BRIEF: Nothing should differ between your output and the entries below.
_____
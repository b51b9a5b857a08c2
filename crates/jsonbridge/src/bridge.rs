use serde::Serialize;
use serde_json::{Map, Value};

use crate::error::{ConstructionError, JsonBridgeError, ParseError};
use crate::shape::{Arguments, Reconstruct};

/// Serializes a record to compact JSON.
///
/// Fields appear in the record's own order: declaration order for structs,
/// insertion order for maps, index order for sequences. Nothing is indented
/// or sorted.
pub fn serialize<T: Serialize + ?Sized>(record: &T) -> Result<String, JsonBridgeError> {
    serde_json::to_string(record).map_err(|err| JsonBridgeError::Serialize(err.to_string()))
}

/// Rebuilds a record by feeding the JSON values to `S`'s constructor in the
/// order they appear in the text.
///
/// Field names are not consulted: `{"height":2,"width":1}` passes `2` as the
/// first parameter whatever that parameter is called. Use
/// [`deserialize_named`] to match object keys to parameter names instead.
///
/// Arrays supply their elements, strings one argument per character, numbers
/// and booleans no arguments at all. `null` cannot be enumerated and fails
/// with [`ConstructionError::NotARecord`].
pub fn deserialize<S: Reconstruct>(text: &str) -> Result<S, JsonBridgeError> {
    let value = parse(text)?;
    let values = positional_values::<S>(value)?;
    log::debug!(
        "deserialize {}: {} positional argument(s) for {:?}",
        S::NAME,
        values.len(),
        S::PARAMETERS
    );
    Ok(construct(values)?)
}

/// Rebuilds a record by looking up each of `S`'s parameter names in a JSON object.
///
/// Keys the shape does not declare are ignored. A parameter with no matching
/// key gets no value, which `Option` parameters accept as `None`. Input that
/// is not an object is enumerated positionally, as in [`deserialize`].
pub fn deserialize_named<S: Reconstruct>(text: &str) -> Result<S, JsonBridgeError> {
    let values = match parse(text)? {
        Value::Object(map) => named_values::<S>(map),
        other => positional_values::<S>(other)?,
    };
    log::debug!(
        "deserialize_named {}: {} of {} parameter(s) matched",
        S::NAME,
        values.iter().filter(|v| v.is_some()).count(),
        S::PARAMETERS.len()
    );
    Ok(construct(values)?)
}

fn parse(text: &str) -> Result<Value, ParseError> {
    serde_json::from_str(text).map_err(ParseError::from)
}

fn positional_values<S: Reconstruct>(
    value: Value,
) -> Result<Vec<Option<Value>>, ConstructionError> {
    let values: Vec<Option<Value>> = match value {
        Value::Object(map) => map.into_iter().map(|(_, v)| Some(v)).collect(),
        Value::Array(items) => items.into_iter().map(Some).collect(),
        Value::String(s) => s.chars().map(|c| Some(Value::String(c.to_string()))).collect(),
        Value::Number(_) | Value::Bool(_) => Vec::new(),
        Value::Null => return Err(ConstructionError::NotARecord { shape: S::NAME }),
    };
    Ok(values)
}

fn named_values<S: Reconstruct>(mut map: Map<String, Value>) -> Vec<Option<Value>> {
    S::PARAMETERS.iter().map(|name| map.remove(*name)).collect()
}

fn construct<S: Reconstruct>(values: Vec<Option<Value>>) -> Result<S, ConstructionError> {
    let mut args = Arguments::new(S::NAME, values);
    let record = S::construct(&mut args)?;
    args.finish()?;
    Ok(record)
}
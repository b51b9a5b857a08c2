use std::fmt;

use crate::error::SelectorError;
use crate::state::SelectorState;

/// Stateless entry point for building selectors.
///
/// Every method starts a new chain from the empty template, so the facade can
/// be shared freely; it never holds any selector text itself.
///
/// ```rust
/// use selector_builder::CssSelectorBuilder;
///
/// let builder = CssSelectorBuilder;
/// let selector = builder
///     .id("main")
///     .and_then(|s| s.class("container"))
///     .and_then(|s| s.class("editable"))
///     .unwrap();
/// assert_eq!(builder.stringify(&selector), "#main.container.editable");
/// ```
#[derive(Clone, Copy, Debug, Default, PartialEq, Eq)]
pub struct CssSelectorBuilder;

impl CssSelectorBuilder {
    pub fn element(&self, value: impl AsRef<str>) -> Result<SelectorState, SelectorError> {
        SelectorState::new().element(value)
    }

    pub fn id(&self, value: impl AsRef<str>) -> Result<SelectorState, SelectorError> {
        SelectorState::new().id(value)
    }

    pub fn class(&self, value: impl AsRef<str>) -> Result<SelectorState, SelectorError> {
        SelectorState::new().class(value)
    }

    pub fn attr(&self, value: impl AsRef<str>) -> Result<SelectorState, SelectorError> {
        SelectorState::new().attr(value)
    }

    pub fn pseudo_class(&self, value: impl AsRef<str>) -> Result<SelectorState, SelectorError> {
        SelectorState::new().pseudo_class(value)
    }

    pub fn pseudo_element(&self, value: impl AsRef<str>) -> Result<SelectorState, SelectorError> {
        SelectorState::new().pseudo_element(value)
    }

    /// See [`SelectorState::combine`].
    pub fn combine(
        &self,
        left: &SelectorState,
        combinator: impl fmt::Display,
        right: &SelectorState,
    ) -> SelectorState {
        SelectorState::combine(left, combinator, right)
    }

    pub fn stringify<'a>(&self, state: &'a SelectorState) -> &'a str {
        state.stringify()
    }
}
_____
WRITTEN SOLUTION:
repository b51b9a5b857a08c2
filename crates/jsonbridge/src/bridge.rs
use serde::Serialize;
use serde_json::{Map, Value};

use crate::error::{ConstructionError, JsonBridgeError, ParseError};
use crate::shape::{Arguments, Reconstruct};

/// Serializes a record to compact JSON.
///
/// Fields appear in the record's own order: declaration order for structs,
/// insertion order for maps, index order for sequences. Nothing is indented
/// or sorted.
pub fn serialize<T: Serialize + ?Sized>(record: &T) -> Result<String, JsonBridgeError> {
    serde_json::to_string(record).map_err(|err| JsonBridgeError::Serialize(err.to_string()))
}

/// Rebuilds a record by feeding the JSON values to `S`'s constructor in the
/// order they appear in the text.
///
/// Field names are not consulted: `{"height":2,"width":1}` passes `2` as the
/// first parameter whatever that parameter is called. Use
/// [`deserialize_named`] to match object keys to parameter names instead.
///
/// Arrays supply their elements, strings one argument per character, numbers
/// and booleans no arguments at all. `null` cannot be enumerated and fails
/// with [`ConstructionError::NotARecord`].
pub fn deserialize<S: Reconstruct>(text: &str) -> Result<S, JsonBridgeError> {
    let value = parse(text)?;
    let values = positional_values::<S>(value)?;
    log::debug!(
        "deserialize {}: {} positional argument(s) for {:?}",
        S::NAME,
        values.len(),
        S::PARAMETERS
    );
    Ok(construct(values)?)
}

/// Rebuilds a record by looking up each of `S`'s parameter names in a JSON object.
///
/// Keys the shape does not declare are ignored. A parameter with no matching
/// key gets no value, which `Option` parameters accept as `None`. Input that
/// is not an object is enumerated positionally, as in [`deserialize`].
pub fn deserialize_named<S: Reconstruct>(text: &str) -> Result<S, JsonBridgeError> {
    let values = match parse(text)? {
        Value::Object(map) => named_values::<S>(map),
        other => positional_values::<S>(other)?,
    };
    log::debug!(
        "deserialize_named {}: {} of {} parameter(s) matched",
        S::NAME,
        values.iter().filter(|v| v.is_some()).count(),
        S::PARAMETERS.len()
    );
    Ok(construct(values)?)
}

fn parse(text: &str) -> Result<Value, ParseError> {
    serde_json::from_str(text).map_err(ParseError::from)
}

fn positional_values<S: Reconstruct>(
    value: Value,
) -> Result<Vec<Option<Value>>, ConstructionError> {
    let values: Vec<Option<Value>> = match value {
        Value::Object(map) => map.into_iter().map(|(_, v)| Some(v)).collect(),
        Value::Array(items) => items.into_iter().map(Some).collect(),
        Value::String(s) => s.chars().map(|c| Some(Value::String(c.to_string()))).collect(),
        Value::Number(_) | Value::Bool(_) => Vec::new(),
        Value::Null => return Err(ConstructionError::NotARecord { shape: S::NAME }),
    };
    Ok(values)
}

fn named_values<S: Reconstruct>(mut map: Map<String, Value>) -> Vec<Option<Value>> {
    S::PARAMETERS.iter().map(|name| map.remove(*name)).collect()
}

fn construct<S: Reconstruct>(values: Vec<Option<Value>>) -> Result<S, ConstructionError> {
    let mut args = Arguments::new(S::NAME, values);
    let record = S::construct(&mut args)?;
    args.finish()?;
    Ok(record)
}
repository b51b9a5b857a08c2
use std::fmt;

use crate::error::SelectorError;
use crate::state::SelectorState;

/// Stateless entry point for building selectors.
///
/// Every method starts a new chain from the empty template, so the facade can
/// be shared freely; it never holds any selector text itself.
///
/// ```rust
/// use selector_builder::CssSelectorBuilder;
///
/// let builder = CssSelectorBuilder;
/// let selector = builder
///     .id("main")
///     .and_then(|s| s.class("container"))
///     .and_then(|s| s.class("editable"))
///     .unwrap();
/// assert_eq!(builder.stringify(&selector), "#main.container.editable");
/// ```
#[derive(Clone, Copy, Debug, Default, PartialEq, Eq)]
pub struct CssSelectorBuilder;

impl CssSelectorBuilder {
    pub fn element(&self, value: impl AsRef<str>) -> Result<SelectorState, SelectorError> {
        SelectorState::new().element(value)
    }

    pub fn id(&self, value: impl AsRef<str>) -> Result<SelectorState, SelectorError> {
        SelectorState::new().id(value)
    }

    pub fn class(&self, value: impl AsRef<str>) -> Result<SelectorState, SelectorError> {
        SelectorState::new().class(value)
    }

    pub fn attr(&self, value: impl AsRef<str>) -> Result<SelectorState, SelectorError> {
        SelectorState::new().attr(value)
    }

    pub fn pseudo_class(&self, value: impl AsRef<str>) -> Result<SelectorState, SelectorError> {
        SelectorState::new().pseudo_class(value)
    }

    pub fn pseudo_element(&self, value: impl AsRef<str>) -> Result<SelectorState, SelectorError> {
        SelectorState::new().pseudo_element(value)
    }

    /// See [`SelectorState::combine`].
    pub fn combine(
        &self,
        left: &SelectorState,
        combinator: impl fmt::Display,
        right: &SelectorState,
    ) -> SelectorState {
        SelectorState::combine(left, combinator, right)
    }

    pub fn stringify<'a>(&self, state: &'a SelectorState) -> &'a str {
        state.stringify()
    }
}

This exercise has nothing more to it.